(Data records)
....

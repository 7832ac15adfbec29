// src/modules/blog/adapter/outgoing/blog_post_query_mongo.rs

use async_trait::async_trait;
use futures::TryStreamExt;
use mongodb::{
    bson::{doc, Bson, Document},
    Collection, Database,
};

use super::blog_post_document::BlogPostDocument;
use crate::blog::application::{
    domain::entities::BlogPost,
    ports::outgoing::{BlogPostFilter, BlogPostQuery, BlogPostQueryError, PageRequest},
};
use crate::shared::{document_id::DocumentId, mongo::BLOG_POSTS};

const SEARCH_FIELDS: [&str; 4] = ["title", "excerpt", "content", "tags"];

#[derive(Debug, Clone)]
pub struct BlogPostQueryMongo {
    collection: Collection<BlogPostDocument>,
}

impl BlogPostQueryMongo {
    pub fn new(db: &Database) -> Self {
        Self {
            collection: db.collection(BLOG_POSTS),
        }
    }
}

fn map_db_err(e: mongodb::error::Error) -> BlogPostQueryError {
    BlogPostQueryError::DatabaseError(e.to_string())
}

/// Translates a listing filter into a store query. Search text is matched
/// literally, so regex metacharacters in user input have no effect.
pub(crate) fn build_list_filter(filter: &BlogPostFilter) -> Document {
    let mut query = Document::new();

    if let Some(published) = filter.published {
        query.insert("published", published);
    }

    if let Some(featured) = filter.featured {
        query.insert("featured", featured);
    }

    if let Some(category) = &filter.category {
        query.insert("category", category.as_str());
    }

    if let Some(search) = &filter.search {
        let pattern = regex::escape(search);
        let clauses: Vec<Document> = SEARCH_FIELDS
            .iter()
            .map(|field| {
                let mut clause = Document::new();
                clause.insert(*field, doc! { "$regex": pattern.as_str(), "$options": "i" });
                clause
            })
            .collect();
        query.insert("$or", clauses);
    }

    query
}

#[async_trait]
impl BlogPostQuery for BlogPostQueryMongo {
    async fn list(
        &self,
        filter: BlogPostFilter,
        page: PageRequest,
    ) -> Result<Vec<BlogPost>, BlogPostQueryError> {
        let cursor = self
            .collection
            .find(build_list_filter(&filter))
            .sort(doc! { "date": -1 })
            .skip(page.skip())
            .limit(page.limit())
            .await
            .map_err(map_db_err)?;

        let documents: Vec<BlogPostDocument> = cursor.try_collect().await.map_err(map_db_err)?;

        Ok(documents
            .into_iter()
            .map(BlogPostDocument::into_post)
            .collect())
    }

    async fn published_categories(&self) -> Result<Vec<String>, BlogPostQueryError> {
        let values = self
            .collection
            .distinct("category", doc! { "published": true })
            .await
            .map_err(map_db_err)?;

        let mut categories: Vec<String> = values
            .into_iter()
            .filter_map(|value| match value {
                Bson::String(category) => Some(category),
                _ => None,
            })
            .collect();
        categories.sort();

        Ok(categories)
    }

    async fn find_by_id(&self, id: DocumentId) -> Result<Option<BlogPost>, BlogPostQueryError> {
        let document = self
            .collection
            .find_one(doc! { "_id": id.object_id() })
            .await
            .map_err(map_db_err)?;

        Ok(document.map(BlogPostDocument::into_post))
    }
}
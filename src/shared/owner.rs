//! Fixed profile of the site owner, used wherever the API fills in
//! defaults on the owner's behalf.

pub const OWNER_NAME: &str = "Dewanshu Singh Sisaudiya";
pub const OWNER_TITLE: &str = "Senior Manager – Software Engineering";
pub const OWNER_EMAIL: &str = "sisaudiya.dewan17@gmail.com";
pub const OWNER_PHONE: &str = "+91 7668436606";
pub const OWNER_LOCATION: &str = "Bangalore, India";
pub const OWNER_LINKEDIN: &str = "https://linkedin.com/in/dewanshu-sisaudiya";
pub const OWNER_GITHUB: &str = "https://github.com/dewanshu-sisaudiya";
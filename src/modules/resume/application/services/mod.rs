mod get_resume_service;
mod update_resume_service;

pub use get_resume_service::GetResumeService;
pub use update_resume_service::UpdateResumeService;
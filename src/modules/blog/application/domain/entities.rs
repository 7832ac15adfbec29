use chrono::{DateTime, Utc};
use serde::Serialize;
use utoipa::ToSchema;

#[derive(Debug, Clone, PartialEq, Serialize, ToSchema)]
#[serde(rename_all = "camelCase")]
pub struct BlogPost {
    #[schema(example = "665f1c2e9b1e8a3d4c2b1a00")]
    pub id: String,
    #[schema(example = "Building Scalable AI Systems")]
    pub title: String,
    pub excerpt: String,
    pub content: String,
    pub date: DateTime<Utc>,
    #[schema(example = "8 min read")]
    pub read_time: String,
    #[schema(example = "AI & Machine Learning")]
    pub category: String,
    pub tags: Vec<String>,
    pub author: String,
    pub featured: bool,
    pub published: bool,
    pub created_at: DateTime<Utc>,
    pub updated_at: DateTime<Utc>,
}

/// Distinct categories of published posts
#[derive(Debug, Clone, PartialEq, Serialize, ToSchema)]
pub struct BlogCategories {
    pub categories: Vec<String>,
}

....

# TASK PROMPT
The records above are to be restated word for word, in full.

# TASK RESULT
repository 7832ac15adfbec29
// src/modules/blog/adapter/outgoing/blog_post_query_mongo.rs

use async_trait::async_trait;
use futures::TryStreamExt;
use mongodb::{
    bson::{doc, Bson, Document},
    Collection, Database,
};

use super::blog_post_document::BlogPostDocument;
use crate::blog::application::{
    domain::entities::BlogPost,
    ports::outgoing::{BlogPostFilter, BlogPostQuery, BlogPostQueryError, PageRequest},
};
use crate::shared::{document_id::DocumentId, mongo::BLOG_POSTS};

const SEARCH_FIELDS: [&str; 4] = ["title", "excerpt", "content", "tags"];

#[derive(Debug, Clone)]
pub struct BlogPostQueryMongo {
    collection: Collection<BlogPostDocument>,
}

impl BlogPostQueryMongo {
    pub fn new(db: &Database) -> Self {
        Self {
            collection: db.collection(BLOG_POSTS),
        }
    }
}

fn map_db_err(e: mongodb::error::Error) -> BlogPostQueryError {
    BlogPostQueryError::DatabaseError(e.to_string())
}

/// Translates a listing filter into a store query. Search text is matched
/// literally, so regex metacharacters in user input have no effect.
pub(crate) fn build_list_filter(filter: &BlogPostFilter) -> Document {
    let mut query = Document::new();

    if let Some(published) = filter.published {
        query.insert("published", published);
    }

    if let Some(featured) = filter.featured {
        query.insert("featured", featured);
    }

    if let Some(category) = &filter.category {
        query.insert("category", category.as_str());
    }

    if let Some(search) = &filter.search {
        let pattern = regex::escape(search);
        let clauses: Vec<Document> = SEARCH_FIELDS
            .iter()
            .map(|field| {
                let mut clause = Document::new();
                clause.insert(*field, doc! { "$regex": pattern.as_str(), "$options": "i" });
                clause
            })
            .collect();
        query.insert("$or", clauses);
    }

    query
}

#[async_trait]
impl BlogPostQuery for BlogPostQueryMongo {
    async fn list(
        &self,
        filter: BlogPostFilter,
        page: PageRequest,
    ) -> Result<Vec<BlogPost>, BlogPostQueryError> {
        let cursor = self
            .collection
            .find(build_list_filter(&filter))
            .sort(doc! { "date": -1 })
            .skip(page.skip())
            .limit(page.limit())
            .await
            .map_err(map_db_err)?;

        let documents: Vec<BlogPostDocument> = cursor.try_collect().await.map_err(map_db_err)?;

        Ok(documents
            .into_iter()
            .map(BlogPostDocument::into_post)
            .collect())
    }

    async fn published_categories(&self) -> Result<Vec<String>, BlogPostQueryError> {
        let values = self
            .collection
            .distinct("category", doc! { "published": true })
            .await
            .map_err(map_db_err)?;

        let mut categories: Vec<String> = values
            .into_iter()
            .filter_map(|value| match value {
                Bson::String(category) => Some(category),
                _ => None,
            })
            .collect();
        categories.sort();

        Ok(categories)
    }

    async fn find_by_id(&self, id: DocumentId) -> Result<Option<BlogPost>, BlogPostQueryError> {
        let document = self
            .collection
            .find_one(doc! { "_id": id.object_id() })
            .await
            .map_err(map_db_err)?;

        Ok(document.map(BlogPostDocument::into_post))
    }
}
filename src/shared/owner.rs
//! Fixed profile of the site owner, used wherever the API fills in
//! defaults on the owner's behalf.

pub const OWNER_NAME: &str = "Dewanshu Singh Sisaudiya";
pub const OWNER_TITLE: &str = "Senior Manager – Software Engineering";
pub const OWNER_EMAIL: &str = "sisaudiya.dewan17@gmail.com";
pub const OWNER_PHONE: &str = "+91 7668436606";
pub const OWNER_LOCATION: &str = "Bangalore, India";
pub const OWNER_LINKEDIN: &str = "https://linkedin.com/in/dewanshu-sisaudiya";
pub const OWNER_GITHUB: &str = "https://github.com/dewanshu-sisaudiya";
filename src/modules/resume/application/services/mod.rs
mod get_resume_service;
mod update_resume_service;

pub use get_resume_service::GetResumeService;
pub use update_resume_service::UpdateResumeService;
filename src/modules/blog/application/domain/entities.rs
repository 7832ac15adfbec29
use chrono::{DateTime, Utc};
use serde::Serialize;
use utoipa::ToSchema;

#[derive(Debug, Clone, PartialEq, Serialize, ToSchema)]
#[serde(rename_all = "camelCase")]
pub struct BlogPost {
    #[schema(example = "665f1c2e9b1e8a3d4c2b1a00")]
    pub id: String,
    #[schema(example = "Building Scalable AI Systems")]
    pub title: String,
    pub excerpt: String,
    pub content: String,
    pub date: DateTime<Utc>,
    #[schema(example = "8 min read")]
    pub read_time: String,
    #[schema(example = "AI & Machine Learning")]
    pub category: String,
    pub tags: Vec<String>,
    pub author: String,
    pub featured: bool,
    pub published: bool,
    pub created_at: DateTime<Utc>,
    pub updated_at: DateTime<Utc>,
}

/// Distinct categories of published posts
#[derive(Debug, Clone, PartialEq, Serialize, ToSchema)]
pub struct BlogCategories {
    pub categories: Vec<String>,
}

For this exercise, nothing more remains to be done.